Thursday, November 6, 2014

Review: FEDERALES by Christopher Irvin

Federales (One Eye Press Singles)From the back of the book:
Mexican Federal Agent Marcos Camarena dedicated his life to the job. But in a country where white knights die meaningless deaths, martyred in a hole with fifty other headless bodies in the desert, corruption is not an attribute but a scale; no longer a stigma but the status quo.

When Marcos’s life is threatened, he leaves law enforcement and his life in Mexico City behind for a coastal resort town—until an old friend asks him to look after an outspoken politician, a woman who knows cartel violence all too well. Despite his best efforts, Marcos can’t find it in his heart to refuse, and soon finds himself isolated on the political front lines of the war on drugs.


My Review:
In a world where bodies attract bullets and politicians are targeted by police and drug cartels alike, one broken federale, Marcos, stands to oppose corruption and protect the voice firing back at the cartels from being permanently muted.  

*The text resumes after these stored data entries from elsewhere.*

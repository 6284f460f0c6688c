//! Roster schedule operations
//!
//! Schedules are addressed by role name within a roster but mutated through
//! `/schedules/{id}`, so most operations resolve the id first.

use std::collections::HashMap;

use chrono::{DateTime, Duration, Utc};
use serde::Serialize;

use super::{roster_path, API_PREFIX};
use crate::client::OncallClient;
use crate::error::{Error, Result};
use crate::logger::{LogFields, LogLevel};
use crate::types::Schedule;

#[derive(Debug, Serialize)]
struct PopulateRequest {
    start: i64,
}

fn schedule_path(id: i64) -> String {
    format!("{API_PREFIX}/schedules/{id}")
}

impl OncallClient {
    fn log_schedule(&self, action: &str, team: &str, roster: &str, role: &str, message: &str) {
        self.log_fields(
            LogLevel::Trace,
            LogFields::new("roster_schedules", action)
                .team(team)
                .roster(roster)
                .subject(role),
            message,
        );
    }

    /// Schedules of a roster in the order the server lists them
    async fn list_roster_schedules(&self, team: &str, roster: &str) -> Result<Vec<Schedule>> {
        self.get(&format!("{}/schedules", roster_path(team, roster)))
            .await
            .map_err(|e| e.context(format!("Fetching schedules for roster {team}/{roster}")))
    }

    /// All schedules of a roster keyed by role
    ///
    /// # API Endpoint
    /// GET /api/v0/teams/{team}/rosters/{roster}/schedules
    pub async fn get_roster_schedules(&self, team: &str, roster: &str) -> Result<HashMap<String, Schedule>> {
        self.log_schedule("getall", team, roster, "", "Getting all roster schedules");
        let schedules = self.list_roster_schedules(team, roster).await?;

        Ok(schedules
            .into_iter()
            .map(|s| (s.role.clone(), s))
            .collect())
    }

    /// Create a schedule on a roster
    ///
    /// # API Endpoint
    /// POST /api/v0/teams/{team}/rosters/{roster}/schedules
    pub async fn add_roster_schedule(&self, team: &str, roster: &str, schedule: &Schedule) -> Result<()> {
        self.log_schedule("add", team, roster, &schedule.role, "Going to add");
        self.post(&format!("{}/schedules", roster_path(team, roster)), schedule)
            .await
            .map_err(|e| {
                e.context(format!(
                    "Adding schedule {} to roster {team}/{roster}",
                    schedule.role
                ))
            })?;
        Ok(())
    }

    /// Find the schedule for a role, matching the role name case-insensitively
    pub async fn get_roster_schedule(&self, team: &str, roster: &str, role: &str) -> Result<Schedule> {
        self.log_schedule("get", team, roster, role, "Getting schedule");
        let schedules = self
            .list_roster_schedules(team, roster)
            .await
            .map_err(|e| e.context("Getting all schedules for roster"))?;

        // First match in server order wins when roles differ only by case
        schedules
            .into_iter()
            .find(|s| s.role.eq_ignore_ascii_case(role))
            .ok_or_else(|| Error::not_found(format!("Did not find schedule {role} in roster {team}/{roster}")))
    }

    /// Replace the schedule for a role
    ///
    /// # API Endpoint
    /// PUT /api/v0/schedules/{schedule_id}
    pub async fn update_roster_schedule(
        &self,
        team: &str,
        roster: &str,
        role: &str,
        schedule: &Schedule,
    ) -> Result<()> {
        self.log_schedule("update", team, roster, role, "Getting existing schedule");
        let current = self
            .get_roster_schedule(team, roster, role)
            .await
            .map_err(|e| e.context("Getting schedule for update"))?;

        self.put(&schedule_path(current.id), schedule)
            .await
            .map_err(|e| e.context(format!("Updating schedule {role} on roster {team}/{roster}")))?;
        Ok(())
    }

    /// Run the scheduler for a role from `start` onwards.
    ///
    /// `start` must not be in the past (1 second tolerance); this is checked
    /// before any request is made.
    ///
    /// # API Endpoint
    /// POST /api/v0/schedules/{schedule_id}/populate
    pub async fn populate_roster_schedule(
        &self,
        team: &str,
        roster: &str,
        role: &str,
        start: DateTime<Utc>,
    ) -> Result<()> {
        if start <= Utc::now() - Duration::seconds(1) {
            return Err(Error::invalid_argument(format!(
                "Populate time {start} must be after the current time"
            )));
        }

        self.log_schedule("populate", team, roster, role, "Getting existing schedule");
        let current = self
            .get_roster_schedule(team, roster, role)
            .await
            .map_err(|e| e.context("Getting schedule for populate"))?;

        self.log_schedule("populate", team, roster, role, "Going to populate");
        let body = PopulateRequest {
            start: start.timestamp(),
        };
        self.post(&format!("{}/populate", schedule_path(current.id)), &body)
            .await
            .map_err(|e| e.context(format!("Populating schedule {role} on roster {team}/{roster}")))?;
        Ok(())
    }

    /// # API Endpoint
    /// DELETE /api/v0/schedules/{schedule_id}
    pub async fn remove_roster_schedule_by_id(&self, schedule_id: i64) -> Result<()> {
        self.log_schedule("deleteByID", "", "", &schedule_id.to_string(), "Going to delete");
        self.delete(&schedule_path(schedule_id))
            .await
            .map_err(|e| e.context(format!("Removing schedule id {schedule_id}")))?;
        Ok(())
    }

    /// Delete the schedule for a role
    pub async fn remove_roster_schedule(&self, team: &str, roster: &str, role: &str) -> Result<()> {
        self.log_schedule("delete", team, roster, role, "Fetching schedule for delete");
        let schedule = self
            .get_roster_schedule(team, roster, role)
            .await
            .map_err(|e| e.context("Getting schedule for delete"))?;

        self.remove_roster_schedule_by_id(schedule.id).await
    }
}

Pain is paramount and mistrust in abundance throughout FEDERALES as Marcos finds himself whilst trying not to loose the life of his protection detail. Eva, a political force in the fight against the Mexican drug cartels and her young daughter are under constant threat with their lives symbiotic of all that is law and justice. Snuffed out, their deaths would send a murderous message to the broader populace, one Marcos hopes to avoid.

FEDERALES is a one sitting novella that has a feeling of overwhelming hopelessness and impending sense of death underpinned by bubbling violence. There's backstabbing, murder, pain, and sad endings; an honest and raw look at the cartel's influence on policing and their destructive reach.